• **ABOUT THIS TASK**
Among the entries beneath this sentence, how many lines include the word "that"? Only the number is wanted.

• **STORED DATA**
>>

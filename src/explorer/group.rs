//! Transport groups: one grouping node per (transport, provenance) pair.
//!
//! A [`TransportGroup`] holds deduplicated [`InstrumentEntry`] children for
//! one transport and one provenance, plus a parallel member-ID set. The two
//! are kept in 1:1 correspondence by every mutating method.
//!
//! The reconciler operations are permissive: a record routed to the wrong
//! group, an unknown ID or an empty removal list is a no-op, never an error.
//!
//! ```text
//! LAN                          (group, Discovered)
//! +-- 2450#04512345            (entry)
//! |   +-- 10.0.0.5
//! |   +-- Model: 2450
//! |   +-- Port: 5025
//! |   +-- Serial No: 04512345
//! +-- DMM6500#0001
//! ```

use crate::explorer::id::{EntryId, UniqueId};
use crate::types::{InstrumentRecord, Provenance, TransportType};
use std::collections::HashSet;

/// One instrument under a group node.
#[derive(Debug, Clone)]
pub struct InstrumentEntry {
    id: EntryId,
    unique_id: UniqueId,
    record: InstrumentRecord,
    saved: bool,
    label: String,
    details: Vec<String>,
}

impl InstrumentEntry {
    fn new(record: InstrumentRecord, saved: bool) -> Self {
        let mut entry = Self {
            id: EntryId::next(),
            unique_id: record.unique_id(),
            label: record.model_serial(),
            record,
            saved,
            details: Vec::with_capacity(4),
        };
        entry.refresh_details();
        entry
    }

    pub fn id(&self) -> EntryId {
        self.id
    }

    pub fn unique_id(&self) -> &UniqueId {
        &self.unique_id
    }

    pub fn record(&self) -> &InstrumentRecord {
        &self.record
    }

    /// Whether this entry sits under the Saved grouping.
    pub fn is_saved(&self) -> bool {
        self.saved
    }

    pub fn label(&self) -> &str {
        &self.label
    }

    /// Informational leaf labels: address, model, port, serial.
    pub fn details(&self) -> &[String] {
        &self.details
    }

    pub(crate) fn set_label(&mut self, label: impl Into<String>) {
        self.label = label.into();
    }

    fn refresh_details(&mut self) {
        self.details.clear();
        self.details.push(self.record.address.clone());
        self.details.push(format!("Model: {}", self.record.model));
        self.details.push(format!("Port: {}", self.record.port_label()));
        self.details.push(format!("Serial No: {}", self.record.serial_number));
    }

    /// Swap in a newer observation when its address or port moved.
    ///
    /// The entry keeps its [`EntryId`]. Returns true if anything changed.
    fn update_connection(&mut self, record: &InstrumentRecord) -> bool {
        if self.record.address == record.address && self.record.port == record.port {
            return false;
        }
        self.record = record.clone();
        self.refresh_details();
        true
    }
}

/// Result of [`TransportGroup::add_instrument`].
#[derive(Debug, Clone, Copy, PartialEq, Eq)]
pub enum AddOutcome {
    /// Wrong transport, or the ID is protected
    Ignored,
    /// A new entry was appended
    Added,
    /// An existing entry's address or port was updated in place
    Updated,
    /// Already present with the same connection details
    Unchanged,
}

impl AddOutcome {
    pub fn changed(self) -> bool {
        matches!(self, AddOutcome::Added | AddOutcome::Updated)
    }
}

/// Grouping node for one transport and provenance.
#[derive(Debug, Clone)]
pub struct TransportGroup {
    transport: TransportType,
    provenance: Provenance,
    members: HashSet<UniqueId>,
    entries: Vec<InstrumentEntry>,
    /// IDs that must not be added here (saved instruments, for discovered groups).
    protected: HashSet<UniqueId>,
}

impl TransportGroup {
    pub fn new(transport: TransportType, provenance: Provenance) -> Self {
        Self {
            transport,
            provenance,
            members: HashSet::new(),
            entries: Vec::new(),
            protected: HashSet::new(),
        }
    }

    /// One group per transport, in root order.
    pub fn for_all_transports(provenance: Provenance) -> [TransportGroup; 3] {
        TransportType::ALL.map(|t| TransportGroup::new(t, provenance))
    }

    pub fn transport(&self) -> TransportType {
        self.transport
    }

    pub fn provenance(&self) -> Provenance {
        self.provenance
    }

    pub fn label(&self) -> &'static str {
        self.transport.label()
    }

    pub fn len(&self) -> usize {
        self.entries.len()
    }

    pub fn is_empty(&self) -> bool {
        self.entries.is_empty()
    }

    pub fn contains(&self, id: &UniqueId) -> bool {
        self.members.contains(id)
    }

    pub fn entries(&self) -> &[InstrumentEntry] {
        &self.entries
    }

    pub fn entry(&self, id: &UniqueId) -> Option<&InstrumentEntry> {
        self.entries.iter().find(|e| &e.unique_id == id)
    }

    pub(crate) fn entries_mut(&mut self) -> impl Iterator<Item = &mut InstrumentEntry> {
        self.entries.iter_mut()
    }

    /// Merge one observation into the group.
    pub fn add_instrument(&mut self, record: &InstrumentRecord) -> AddOutcome {
        if record.transport != self.transport {
            return AddOutcome::Ignored;
        }

        let id = record.unique_id();
        if self.protected.contains(&id) {
            return AddOutcome::Ignored;
        }

        if self.members.contains(&id) {
            let updated = self
                .entries
                .iter_mut()
                .find(|e| e.unique_id == id)
                .map(|e| e.update_connection(record))
                .unwrap_or(false);
            if updated {
                tracing::debug!("{:?}/{} entry {} moved to {}", self.provenance, self.label(), id, record.address);
                return AddOutcome::Updated;
            }
            return AddOutcome::Unchanged;
        }

        let saved = self.provenance == Provenance::Saved;
        self.members.insert(id);
        self.entries.push(InstrumentEntry::new(record.clone(), saved));
        self.check_invariant();
        AddOutcome::Added
    }

    /// Drop entries whose IDs appear in `ids`. Returns how many were removed.
    pub fn clear_duplicates<'a>(&mut self, ids: impl IntoIterator<Item = &'a UniqueId>) -> usize {
        let before = self.entries.len();
        for id in ids {
            if self.members.remove(id) {
                self.entries.retain(|e| &e.unique_id != id);
            }
        }
        self.check_invariant();
        before - self.entries.len()
    }

    /// Remove one entry. No-op if absent.
    pub fn remove_by_id(&mut self, id: &UniqueId) -> bool {
        if !self.members.remove(id) {
            return false;
        }
        self.entries.retain(|e| &e.unique_id != id);
        self.check_invariant();
        true
    }

    /// Replace the protected set, optionally clearing entries that are now protected.
    pub fn update_saved_list(&mut self, saved: &[UniqueId], clear: bool) {
        if clear {
            let removed = self.clear_duplicates(saved);
            if removed > 0 {
                tracing::debug!("Cleared {} saved duplicate(s) from {:?}/{}", removed, self.provenance, self.label());
            }
        }
        self.protected = saved.iter().cloned().collect();
    }

    #[inline]
    fn check_invariant(&self) {
        debug_assert_eq!(self.members.len(), self.entries.len());
    }
}

#[cfg(test)]
mod tests {
    use super::*;

    fn lan(address: &str, serial: &str) -> InstrumentRecord {
        InstrumentRecord::new(TransportType::Lan, address, "2450", serial)
    }

    #[test]
    fn test_add_new_instrument() {
        let mut group = TransportGroup::new(TransportType::Lan, Provenance::Discovered);
        assert_eq!(group.add_instrument(&lan("10.0.0.5", "1")), AddOutcome::Added);
        assert_eq!(group.len(), 1);

        let entry = &group.entries()[0];
        assert_eq!(entry.label(), "2450#1");
        assert!(!entry.is_saved());
        assert_eq!(
            entry.details(),
            &["10.0.0.5", "Model: 2450", "Port: NA", "Serial No: 1"]
        );
    }

    #[test]
    fn test_transport_mismatch_ignored() {
        let mut group = TransportGroup::new(TransportType::Usb, Provenance::Discovered);
        assert_eq!(group.add_instrument(&lan("10.0.0.5", "1")), AddOutcome::Ignored);
        assert!(group.is_empty());
    }

    #[test]
    fn test_same_instrument_not_duplicated() {
        let mut group = TransportGroup::new(TransportType::Lan, Provenance::Discovered);
        group.add_instrument(&lan("10.0.0.5", "1"));
        assert_eq!(group.add_instrument(&lan("10.0.0.5", "1")), AddOutcome::Unchanged);
        assert_eq!(group.len(), 1);
    }

    #[test]
    fn test_address_change_updates_in_place() {
        let mut group = TransportGroup::new(TransportType::Lan, Provenance::Saved);
        group.add_instrument(&lan("10.0.0.5", "1"));
        let entry_id = group.entries()[0].id();

        assert_eq!(group.add_instrument(&lan("10.0.0.6", "1")), AddOutcome::Updated);
        assert_eq!(group.len(), 1);

        let entry = &group.entries()[0];
        assert_eq!(entry.id(), entry_id);
        assert_eq!(entry.record().address, "10.0.0.6");
        assert_eq!(entry.details()[0], "10.0.0.6");
        assert!(entry.is_saved());
    }

    #[test]
    fn test_port_change_updates_in_place() {
        let mut group = TransportGroup::new(TransportType::Lan, Provenance::Discovered);
        group.add_instrument(&lan("10.0.0.5", "1"));
        let moved = lan("10.0.0.5", "1").with_port("5030");

        assert_eq!(group.add_instrument(&moved), AddOutcome::Updated);
        assert_eq!(group.entries()[0].details()[2], "Port: 5030");
    }

    #[test]
    fn test_protected_ids_skipped() {
        let mut group = TransportGroup::new(TransportType::Lan, Provenance::Discovered);
        let record = lan("10.0.0.5", "1");
        group.update_saved_list(&[record.unique_id()], false);

        assert_eq!(group.add_instrument(&record), AddOutcome::Ignored);
        assert!(group.is_empty());
    }

    #[test]
    fn test_update_saved_list_clears_duplicates() {
        let mut group = TransportGroup::new(TransportType::Lan, Provenance::Discovered);
        let a = lan("10.0.0.5", "1");
        let b = lan("10.0.0.7", "2");
        group.add_instrument(&a);
        group.add_instrument(&b);

        group.update_saved_list(&[a.unique_id()], true);
        assert_eq!(group.len(), 1);
        assert!(!group.contains(&a.unique_id()));
        assert!(group.contains(&b.unique_id()));

        // Unprotecting lets the instrument back in
        group.update_saved_list(&[], false);
        assert_eq!(group.add_instrument(&a), AddOutcome::Added);
    }

    #[test]
    fn test_clear_duplicates_multiple() {
        let mut group = TransportGroup::new(TransportType::Lan, Provenance::Discovered);
        let records: Vec<_> = (0..4).map(|i| lan("10.0.0.1", &i.to_string())).collect();
        for r in &records {
            group.add_instrument(r);
        }

        let ids = [records[0].unique_id(), records[2].unique_id(), UniqueId::new(TransportType::Lan, "x", "y")];
        assert_eq!(group.clear_duplicates(&ids), 2);
        assert_eq!(group.len(), 2);
        assert_eq!(group.entries()[0].unique_id(), &records[1].unique_id());
        assert_eq!(group.entries()[1].unique_id(), &records[3].unique_id());
    }

    #[test]
    fn test_remove_by_id() {
        let mut group = TransportGroup::new(TransportType::Lan, Provenance::Saved);
        let record = lan("10.0.0.5", "1");
        group.add_instrument(&record);

        assert!(group.remove_by_id(&record.unique_id()));
        assert!(!group.remove_by_id(&record.unique_id()));
        assert!(group.is_empty());
    }
}
//! Discovery process launcher.

use crate::config::{dated_log_file, log_dir, DiscoveryConfig};
use crate::error::{ExplorerError, Result};
use std::path::{Path, PathBuf};
use std::process::Stdio;
use tokio::process::{Child, Command};

/// Log file stem of the discovery process
pub const DISCOVER_LOG_STEM: &str = "kic-discover";

/// Builds and spawns the discovery command line
#[derive(Debug, Clone)]
pub struct DiscoveryLauncher {
    executable: PathBuf,
    scope: String,
    timeout_secs: u64,
    log_dir: PathBuf,
}

impl DiscoveryLauncher {
    pub fn from_config(config: &DiscoveryConfig) -> Self {
        Self {
            executable: config.executable.clone(),
            scope: config.scope.clone(),
            timeout_secs: config.timeout_secs,
            log_dir: log_dir(),
        }
    }

    pub fn with_log_dir(mut self, dir: impl Into<PathBuf>) -> Self {
        self.log_dir = dir.into();
        self
    }

    pub fn executable(&self) -> &Path {
        &self.executable
    }

    /// `--log-file <log> <scope> --timeout <secs> --exit`
    pub fn args(&self) -> Vec<String> {
        vec![
            "--log-file".to_string(),
            dated_log_file(&self.log_dir, DISCOVER_LOG_STEM)
                .display()
                .to_string(),
            self.scope.clone(),
            "--timeout".to_string(),
            self.timeout_secs.to_string(),
            "--exit".to_string(),
        ]
    }

    /// Start the discovery process. It is killed if the handle is dropped.
    pub fn spawn(&self) -> Result<Child> {
        if let Err(e) = std::fs::create_dir_all(&self.log_dir) {
            tracing::warn!("Failed to create log directory {:?}: {}", self.log_dir, e);
        }

        let args = self.args();
        tracing::info!("Launching {:?} {}", self.executable, args.join(" "));

        Command::new(&self.executable)
            .args(&args)
            .stdin(Stdio::null())
            .stdout(Stdio::null())
            .stderr(Stdio::null())
            .kill_on_drop(true)
            .spawn()
            .map_err(|e| {
                ExplorerError::Discovery(format!("Failed to launch {:?}: {}", self.executable, e))
            })
    }
}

<<

• **FINISHED TASK**
2